→ **ABOUT THIS EXERCISE**: Within the records below is a range that opens at the line with "pub fn chunks(&self)" and closes at the line with "one to cover". Return that range word for word, both ends included, and only that range.
··· RECORDED INFORMATION ···
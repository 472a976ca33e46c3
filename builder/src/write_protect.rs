//! Write-protect chunk tracker: a monotonic, coalesced list of protected
//! sector ranges, grown as read-only partitions are laid down. Grounded in
//! `original_source/pt.py::Partitions.{__init__,update_wp_chunk_list}`.

/// A contiguous, bulk-aligned range of sectors marked read-only.
#[derive(Debug, Clone, Copy, PartialEq, Eq)]
pub struct WriteProtectChunk {
    pub start_sector: u64,
    pub end_sector: u64,
    pub num_sectors: u64,
    pub start_bulk: u64,
    pub num_bulk: u64,
}

impl WriteProtectChunk {
    fn zero() -> Self {
        WriteProtectChunk {
            start_sector: 0,
            end_sector: 0,
            num_sectors: 0,
            start_bulk: 0,
            num_bulk: 0,
        }
    }
}

/// Tracks the ordered, non-overlapping list of write-protect chunks as
/// partitions are assigned LBA ranges.
#[derive(Debug, Clone)]
pub struct WriteProtectTracker {
    chunks: Vec<WriteProtectChunk>,
}

impl WriteProtectTracker {
    /// A fresh tracker seeded with a single zero chunk. When GPT write
    /// protection is enabled with a nonzero bulk size, the caller should
    /// follow up with [`Self::preprotect_first_bulk`] to cover sectors
    /// `0..sectors_per_bulk` up front.
    pub fn new() -> Self {
        WriteProtectTracker {
            chunks: vec![WriteProtectChunk::zero()],
        }
    }

    /// Pre-populates the initial chunk to cover the first write-protect
    /// bulk, as the GPT path does when `write_protect_gpt` is set.
    pub fn preprotect_first_bulk(&mut self, sectors_per_bulk: u64) {
        let first = &mut self.chunks[0];
        first.start_sector = 0;
        first.end_sector = sectors_per_bulk - 1;
        first.num_sectors = sectors_per_bulk;
        first.start_bulk = first.start_sector / sectors_per_bulk;
        first.num_bulk = first.num_sectors / sectors_per_bulk;
    }

    pub fn chunks(&self) -> &[WriteProtectChunk] {
        &self.chunks
    }

    pub fn last_chunk(&self) -> &WriteProtectChunk {
        self.chunks.last().expect("always seeded with one chunk")
    }

    /// Extends the last chunk or appends a new one to cover
    /// `[start_sector_1based - 1, start_sector_1based + size_sectors - 1]`,
    /// growing by whole bulks and never shrinking or overlapping existing
    /// chunks.
    pub fn update(&mut self, start_sector_1based: u64, size_sectors: u64, sectors_per_bulk: u64) {
        let s = start_sector_1based - 1;
        let e = start_sector_1based + size_sectors - 1;

        let last = self.chunks.last_mut().expect("always seeded with one chunk");
        if s <= last.end_sector {
            while last.end_sector < e {
                last.end_sector += sectors_per_bulk;
                last.num_sectors += sectors_per_bulk;
            }
            last.num_bulk = last.num_sectors / sectors_per_bulk;
        } else {
            let mut chunk = WriteProtectChunk {
                start_sector: start_sector_1based,
                end_sector: start_sector_1based + sectors_per_bulk - 1,
                num_sectors: sectors_per_bulk,
                start_bulk: 0,
                num_bulk: 0,
            };
            while chunk.end_sector < e {
                chunk.end_sector += sectors_per_bulk;
                chunk.num_sectors += sectors_per_bulk;
            }
            chunk.start_bulk = chunk.start_sector / sectors_per_bulk;
            chunk.num_bulk = chunk.num_sectors / sectors_per_bulk;
            self.chunks.push(chunk);
        }
    }
}

impl Default for WriteProtectTracker {
    fn default() -> Self {
        Self::new()
    }
}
···
→ **COMPLETED TASK**:
    pub fn chunks(&self) -> &[WriteProtectChunk] {
        &self.chunks
    }

    pub fn last_chunk(&self) -> &WriteProtectChunk {
        self.chunks.last().expect("always seeded with one chunk")
    }

    /// Extends the last chunk or appends a new one to cover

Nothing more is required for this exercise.